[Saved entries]

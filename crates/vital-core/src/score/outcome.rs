use crate::model::{AgeRange, Band, Gender, Tier};
use crate::recommend::Recommendation;
use rust_decimal::Decimal;
use serde::{Deserialize, Serialize};

/// One marker's penalty contribution to the score.
#[derive(Debug, Clone, PartialEq, Eq, Serialize, Deserialize)]
pub struct Deduction {
    pub marker_id: String,
    pub label: String,
    /// The answered (or defaulted) value that earned the penalty.
    pub value: Decimal,
    pub penalty: Decimal,
    pub band: Band,
    #[serde(skip_serializing_if = "Option::is_none")]
    pub citation: Option<String>,
    #[serde(skip_serializing_if = "Option::is_none")]
    pub description: Option<String>,
}

/// Aggregate scoring result: the bounded score plus one deduction per
/// penalized marker, in catalog order.
#[derive(Debug, Clone, PartialEq, Eq, Serialize, Deserialize)]
pub struct ScoreOutcome {
    pub score: Decimal,
    pub deductions: Vec<Deduction>,
}

/// One row of the detailed breakdown table, on the four-tier scale.
#[derive(Debug, Clone, Serialize, Deserialize)]
pub struct BreakdownRow {
    pub marker_id: String,
    pub label: String,
    pub unit: String,
    pub value: Decimal,
    /// Age/gender/region-adjusted comparison value.
    pub average: Decimal,
    pub tier: Tier,
}

/// The full report payload handed to the presentation layer.
#[derive(Debug, Clone, Serialize, Deserialize)]
pub struct Report {
    pub region_label: String,
    pub age: AgeRange,
    pub gender: Gender,
    /// The user's score and deductions.
    pub outcome: ScoreOutcome,
    /// What an average person in the same group and region would score,
    /// computed through the identical engine.
    pub group_outcome: ScoreOutcome,
    pub breakdown: Vec<BreakdownRow>,
    pub recommendations: Vec<Recommendation>,
}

> [What is expected] The answer must restate each entry word for word.

> [Answer area]
filename crates/vital-core/src/score/outcome.rs
use crate::model::{AgeRange, Band, Gender, Tier};
use crate::recommend::Recommendation;
use rust_decimal::Decimal;
use serde::{Deserialize, Serialize};

/// One marker's penalty contribution to the score.
#[derive(Debug, Clone, PartialEq, Eq, Serialize, Deserialize)]
pub struct Deduction {
    pub marker_id: String,
    pub label: String,
    /// The answered (or defaulted) value that earned the penalty.
    pub value: Decimal,
    pub penalty: Decimal,
    pub band: Band,
    #[serde(skip_serializing_if = "Option::is_none")]
    pub citation: Option<String>,
    #[serde(skip_serializing_if = "Option::is_none")]
    pub description: Option<String>,
}

/// Aggregate scoring result: the bounded score plus one deduction per
/// penalized marker, in catalog order.
#[derive(Debug, Clone, PartialEq, Eq, Serialize, Deserialize)]
pub struct ScoreOutcome {
    pub score: Decimal,
    pub deductions: Vec<Deduction>,
}

/// One row of the detailed breakdown table, on the four-tier scale.
#[derive(Debug, Clone, Serialize, Deserialize)]
pub struct BreakdownRow {
    pub marker_id: String,
    pub label: String,
    pub unit: String,
    pub value: Decimal,
    /// Age/gender/region-adjusted comparison value.
    pub average: Decimal,
    pub tier: Tier,
}

/// The full report payload handed to the presentation layer.
#[derive(Debug, Clone, Serialize, Deserialize)]
pub struct Report {
    pub region_label: String,
    pub age: AgeRange,
    pub gender: Gender,
    /// The user's score and deductions.
    pub outcome: ScoreOutcome,
    /// What an average person in the same group and region would score,
    /// computed through the identical engine.
    pub group_outcome: ScoreOutcome,
    pub breakdown: Vec<BreakdownRow>,
    pub recommendations: Vec<Recommendation>,
}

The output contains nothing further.